PROBLEM: Beginning with the first line of the entries below, quote each line until you reach and include the line with "use uuid::Uuid;".
··· MATERIAL PROVIDED ···
use axum::extract::{Request, State};
use axum::http::{header, HeaderValue};
use axum::middleware::Next;
use axum::response::{IntoResponse, Response};
use chrono::{DateTime, Utc};
use serde::{Deserialize, Serialize};
use sha2::{Digest, Sha256};
use std::collections::HashMap;
use std::sync::{Arc, RwLock};
use uuid::Uuid;

use crate::error::{Error, ErrorDetails};
use crate::gateway_util::{AppState, AuthenticationInfo};
use crate::usage::UsageRecord;

/// Header carrying the tenant credential.
pub const API_KEY_HEADER: &str = "x-api-key";

/// Every issued credential starts with this prefix.
pub const API_KEY_PREFIX: &str = "tk_";

/// Hash an API key with SHA-256. The principal table never holds plaintext
/// credentials.
pub fn hash_api_key(api_key: &str) -> String {
    let mut hasher = Sha256::new();
    hasher.update(api_key.as_bytes());
    format!("{:x}", hasher.finalize())
}

/// Masked form of a credential, safe for logs and usage records.
/// Keys longer than 10 chars keep the first 6 and last 4; shorter ones keep
/// at most the first 3.
pub fn mask_api_key(api_key: &str) -> String {
    if api_key.len() > 10 {
        if let (Some(head), Some(tail)) = (api_key.get(..6), api_key.get(api_key.len() - 4..)) {
            return format!("{head}***{tail}");
        }
    }
    format!("{}***", api_key.get(..3).unwrap_or(""))
}

#[derive(Debug, Clone, Copy, PartialEq, Eq, Hash, Serialize, Deserialize)]
#[derive(strum::Display, strum::EnumString)]
#[serde(rename_all = "lowercase")]
#[strum(serialize_all = "lowercase", ascii_case_insensitive)]
pub enum PlanTier {
    Free,
    Basic,
    Pro,
    Business,
}

#[derive(Debug, Clone, Copy, PartialEq, Eq, Serialize, Deserialize)]
#[derive(strum::Display, strum::EnumString)]
#[serde(rename_all = "lowercase")]
#[strum(serialize_all = "lowercase", ascii_case_insensitive)]
pub enum PrincipalStatus {
    Active,
    Inactive,
    Suspended,
    Cancelled,
}

fn default_status() -> PrincipalStatus {
    PrincipalStatus::Active
}

/// Feature switches attached to a plan. The catalog grants country detection
/// to pro and business only.
#[derive(Debug, Clone, Copy, PartialEq, Eq, Serialize, Deserialize)]
#[serde(default)]
pub struct PlanFeatures {
    pub video_download: bool,
    pub basic_metadata: bool,
    pub country_detection: bool,
    pub priority_support: bool,
}

impl Default for PlanFeatures {
    fn default() -> Self {
        // Free-tier entitlements
        Self {
            video_download: true,
            basic_metadata: true,
            country_detection: false,
            priority_support: false,
        }
    }
}

/// A resolved tenant. Snapshots of this record flow through the request
/// pipeline; the canonical copy lives in the `PrincipalStore` table.
#[derive(Debug, Clone, PartialEq, Serialize, Deserialize)]
pub struct Principal {
    pub id: Uuid,
    pub email: String,
    /// Masked credential for logs and usage records.
    pub key_masked: String,
    pub plan: PlanTier,
    #[serde(default = "default_status")]
    pub status: PrincipalStatus,
    #[serde(default)]
    pub is_blocked: bool,
    #[serde(default)]
    pub block_reason: Option<String>,
    /// End of the paid subscription window, when one applies.
    #[serde(default)]
    pub subscription_end: Option<DateTime<Utc>>,
    pub rate_limit_per_minute: u32,
    pub monthly_quota: u64,
    #[serde(default)]
    pub features: PlanFeatures,
    #[serde(default)]
    pub last_request_at: Option<DateTime<Utc>>,
}

/// Shared, hot-reloadable principal table keyed by credential hash.
///
/// Seeded from the config file at startup and kept current by the Redis
/// keyspace subscription in `redis_client`.
#[derive(Clone)]
pub struct PrincipalStore {
    principals: Arc<RwLock<HashMap<String, Principal>>>,
}

impl PrincipalStore {
    pub fn new(principals: HashMap<String, Principal>) -> Self {
        Self {
            principals: Arc::new(RwLock::new(principals)),
        }
    }

    pub fn empty() -> Self {
        Self::new(HashMap::new())
    }

    pub fn lookup_by_credential(&self, api_key: &str) -> Option<Principal> {
        let hashed_key = hash_api_key(api_key);
        self.lookup_by_hash(&hashed_key)
    }

    pub fn lookup_by_hash(&self, hashed_key: &str) -> Option<Principal> {
        // In practice, a poisoned RwLock indicates a panic in another thread while holding the lock.
        // This is a catastrophic failure that should not be recovered from.
        #[expect(clippy::expect_used)]
        let principals = self.principals.read().expect("RwLock poisoned");
        principals.get(hashed_key).cloned()
    }

    pub fn lookup_by_email(&self, email: &str) -> Option<Principal> {
        #[expect(clippy::expect_used)]
        let principals = self.principals.read().expect("RwLock poisoned");
        principals.values().find(|p| p.email == email).cloned()
    }

    pub fn upsert(&self, hashed_key: &str, principal: Principal) {
        #[expect(clippy::expect_used)]
        let mut principals = self.principals.write().expect("RwLock poisoned");
        principals.insert(hashed_key.to_string(), principal);
    }

    pub fn remove(&self, hashed_key: &str) {
        #[expect(clippy::expect_used)]
        let mut principals = self.principals.write().expect("RwLock poisoned");
        principals.remove(hashed_key);
    }

    /// Mark a principal blocked. Mirrors the control plane's block operation:
    /// the account is also suspended until `unblock` restores it.
    pub fn block(&self, principal_id: Uuid, reason: Option<String>) -> bool {
        #[expect(clippy::expect_used)]
        let mut principals = self.principals.write().expect("RwLock poisoned");
        match principals.values_mut().find(|p| p.id == principal_id) {
            Some(principal) => {
                principal.is_blocked = true;
                principal.block_reason = reason;
                principal.status = PrincipalStatus::Suspended;
                true
            }
            None => false,
        }
    }

    pub fn unblock(&self, principal_id: Uuid) -> bool {
        #[expect(clippy::expect_used)]
        let mut principals = self.principals.write().expect("RwLock poisoned");
        match principals.values_mut().find(|p| p.id == principal_id) {
            Some(principal) => {
                principal.is_blocked = false;
                principal.block_reason = None;
                principal.status = PrincipalStatus::Active;
                true
            }
            None => false,
        }
    }

    /// Update the last-activity timestamp on the canonical record.
    pub fn touch(&self, principal_id: Uuid) {
        #[expect(clippy::expect_used)]
        let mut principals = self.principals.write().expect("RwLock poisoned");
        if let Some(principal) = principals.values_mut().find(|p| p.id == principal_id) {
            principal.last_request_at = Some(Utc::now());
        }
    }

    pub fn count(&self) -> usize {
        #[expect(clippy::expect_used)]
        let principals = self.principals.read().expect("RwLock poisoned");
        principals.len()
    }
}

#[derive(Clone)]
pub struct Auth {
    principals: PrincipalStore,
    key_prefix: String,
}

impl Auth {
    pub fn new(principals: PrincipalStore, key_prefix: impl Into<String>) -> Self {
        Self {
            principals,
            key_prefix: key_prefix.into(),
        }
    }

    pub fn principals(&self) -> &PrincipalStore {
        &self.principals
    }

    /// Resolve a credential to a principal.
    ///
    /// Checks run in a fixed order and short-circuit: presence and shape,
    /// table lookup, account status, block flag, subscription window. The
    /// shape check runs before any lookup, and nothing here mutates state.
    pub fn authenticate(&self, credential: Option<&str>) -> Result<Principal, Error> {
        let Some(api_key) = credential else {
            return Err(Error::new(ErrorDetails::ApiKeyMissing));
        };

        if !api_key.starts_with(&self.key_prefix) || api_key.len() <= self.key_prefix.len() {
            return Err(Error::new(ErrorDetails::ApiKeyInvalidFormat));
        }

        let Some(principal) = self.principals.lookup_by_credential(api_key) else {
            return Err(Error::new(ErrorDetails::ApiKeyNotFound));
        };

        if principal.status != PrincipalStatus::Active {
            return Err(Error::new(ErrorDetails::AccountInactive {
                status: principal.status.to_string(),
            }));
        }

        if principal.is_blocked {
            return Err(Error::new(ErrorDetails::AccountBlocked {
                reason: principal.block_reason.clone(),
            }));
        }

        if let Some(end) = principal.subscription_end {
            if end < Utc::now() {
                return Err(Error::new(ErrorDetails::SubscriptionExpired));
            }
        }

        Ok(principal)
    }
}

/// The development-mode principal used when authentication is disabled.
fn anonymous_principal() -> Principal {
    Principal {
        id: Uuid::nil(),
        email: "anonymous@localhost".to_string(),
        key_masked: "tk_***".to_string(),
        plan: PlanTier::Business,
        status: PrincipalStatus::Active,
        is_blocked: false,
        block_reason: None,
        subscription_end: None,
        rate_limit_per_minute: 500,
        monthly_quota: u64::MAX,
        features: PlanFeatures {
            video_download: true,
            basic_metadata: true,
            country_detection: true,
            priority_support: true,
        },
        last_request_at: None,
    }
}

/// Axum middleware guarding extraction routes.
///
/// On success the resolved `Principal` is inserted into request extensions
/// for the handler. Rejections where a principal was resolved (inactive,
/// blocked, expired) are still billed to it with a usage record; missing,
/// malformed, and unknown credentials are not, since there is nobody to
/// attribute them to.
pub async fn require_api_key(
    State(state): AppState,
    mut request: Request,
    next: Next,
) -> Result<Response, Response> {
    let auth = match &state.authentication_info {
        AuthenticationInfo::Enabled(auth) => auth,
        AuthenticationInfo::Disabled => {
            request.extensions_mut().insert(anonymous_principal());
            return Ok(next.run(request).await);
        }
    };

    let credential = request
        .headers()
        .get(API_KEY_HEADER)
        .and_then(|v| v.to_str().ok())
        .map(str::trim)
        .filter(|key| !key.is_empty());

    match auth.authenticate(credential) {
        Ok(principal) => {
            tracing::debug!(principal_id = %principal.id, email = %principal.email, "authenticated");
            request.extensions_mut().insert(principal);
            Ok(next.run(request).await)
        }
        Err(error) => {
            let billable = matches!(
                error.get_details(),
                ErrorDetails::AccountInactive { .. }
                    | ErrorDetails::AccountBlocked { .. }
                    | ErrorDetails::SubscriptionExpired
            );
            if billable {
                // The rejection happened after lookup, so the principal is
                // known and the attempt is recorded against it.
                if let Some(principal) =
                    credential.and_then(|key| auth.principals.lookup_by_credential(key))
                {
                    let record = UsageRecord::for_rejection(
                        &principal,
                        &request,
                        error.status_code().as_u16(),
                        error.kind(),
                    );
                    state.usage_recorder.append(record).await;
                }
            }

            let missing_key = matches!(error.get_details(), ErrorDetails::ApiKeyMissing);
            let mut response = error.into_response();
            if missing_key {
                response.headers_mut().insert(
                    header::WWW_AUTHENTICATE,
                    HeaderValue::from_static("ApiKey"),
                );
            }
            Err(response)
        }
    }
}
···
WRITTEN ANSWER:
use axum::extract::{Request, State};
use axum::http::{header, HeaderValue};
use axum::middleware::Next;
use axum::response::{IntoResponse, Response};
use chrono::{DateTime, Utc};
use serde::{Deserialize, Serialize};
use sha2::{Digest, Sha256};
use std::collections::HashMap;
use std::sync::{Arc, RwLock};
use uuid::Uuid;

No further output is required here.